Veaux frames the issue as “How can a disease with 1% mortality shut down the United States?” and then he’s off to the races:
There are two problems with this question.
- It neglects the law of large numbers; and
- It assumes that one of two things happen: you die or you’re 100% fine.
The US has a population of 328,200,000. If one percent of the population dies, that’s 3,282,000 people dead.
Three million people dead would monkey wrench the economy no matter what. That more than doubles the number of annual deaths all at once.
The second bit is people keep talking about deaths. Deaths, deaths, deaths. Only one percent die! Just one percent! One is a small number! No big deal, right?
What about the people who survive?
For every one person who dies:
- 19 more require hospitalization.
- 18 of those will have permanent heart damage for the rest of their lives.
- 10 will have permanent lung damage.
- 3 will have strokes.
- 2 will have neurological damage that leads to chronic weakness and loss of coordination.
- 2 will have neurological damage that leads to loss of cognitive function.
So now all of a sudden, that “but it’s only 1% fatal!” becomes:
- 3,282,000 people dead.
- 62,358,000 hospitalized.
- 59,076,000 people with permanent heart damage.
- 32,820,000 people with permanent lung damage.
- 9,846,000 people with strokes.
- 6,564,000 people with muscle weakness.
- 6,564,000 people with loss of cognitive function.
That’s the thing that the folks who keep going on about “only 1% dead, what’s the big deal?” don’t get.

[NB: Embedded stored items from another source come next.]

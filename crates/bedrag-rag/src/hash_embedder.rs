//! Offline feature-hashing embedder

use async_trait::async_trait;

use bedrag_core::{Embedder, EmbeddingVector, Error, Result};

/// Default dimensionality of [`HashEmbedder`] vectors
pub const DEFAULT_HASH_DIMENSION: usize = 384;

const MODEL_ID: &str = "local-hash-embedder";

/// Deterministic embedder that hashes words and word bigrams into a fixed
/// number of buckets.
///
/// It needs no credentials, so the demo can run without an embedding service.
/// Texts that share vocabulary land close together; it carries no semantics
/// beyond that.
#[derive(Debug, Clone)]
pub struct HashEmbedder {
    dimension: usize,
}

impl HashEmbedder {
    pub fn new(dimension: usize) -> Self {
        Self { dimension }
    }

    pub fn dimension(&self) -> usize {
        self.dimension
    }

    fn bucket(&self, feature: &str) -> (usize, f32) {
        let digest = md5::compute(feature.as_bytes());
        let bytes = digest.0;
        let hash = u64::from_le_bytes([
            bytes[0], bytes[1], bytes[2], bytes[3], bytes[4], bytes[5], bytes[6], bytes[7],
        ]);
        // One spare bit picks the sign so collisions partly cancel out
        let sign = if bytes[8] & 1 == 0 { 1.0 } else { -1.0 };
        ((hash % self.dimension as u64) as usize, sign)
    }

    fn embed_sync(&self, text: &str) -> Result<EmbeddingVector> {
        if self.dimension == 0 {
            return Err(Error::embedding("hash embedder dimension must be positive"));
        }

        let words = tokenize(text);
        let mut vector = vec![0.0f32; self.dimension];

        for word in &words {
            let (idx, sign) = self.bucket(word);
            vector[idx] += sign;
        }
        for pair in words.windows(2) {
            let (idx, sign) = self.bucket(&format!("{} {}", pair[0], pair[1]));
            vector[idx] += sign * 0.5;
        }

        let norm = vector.iter().map(|x| x * x).sum::<f32>().sqrt();
        if norm > 0.0 {
            for value in vector.iter_mut() {
                *value /= norm;
            }
        }
        Ok(vector)
    }
}

impl Default for HashEmbedder {
    fn default() -> Self {
        Self::new(DEFAULT_HASH_DIMENSION)
    }
}

#[async_trait]
impl Embedder for HashEmbedder {
    async fn embed(&self, text: &str) -> Result<EmbeddingVector> {
        self.embed_sync(text)
    }

    fn model_id(&self) -> &str {
        MODEL_ID
    }
}

/// Lowercased alphanumeric runs
fn tokenize(text: &str) -> Vec<String> {
    text.split(|c: char| !c.is_alphanumeric())
        .filter(|word| !word.is_empty())
        .map(str::to_lowercase)
        .collect()
}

The choice is not “ruin the economy to save 1%.” If we reopen the economy, it will be destroyed anyway. The US economy cannot survive everyone getting COVID-19.
There’s more than money at stake — this is a lot of misery. Even if the economy could survive it, surely this is a scenario worth working to avoid?
UPDATE: (7/27/2020) As I should have pointed out initially, the numbers below the 65,358,000 hospitalized are a breakdown of that number, not in addition to it. As far as I know, we don’t have any data at all on what the long-term effects, if any, of COVID-19 are likely to be on persons who are not hospitalized for it.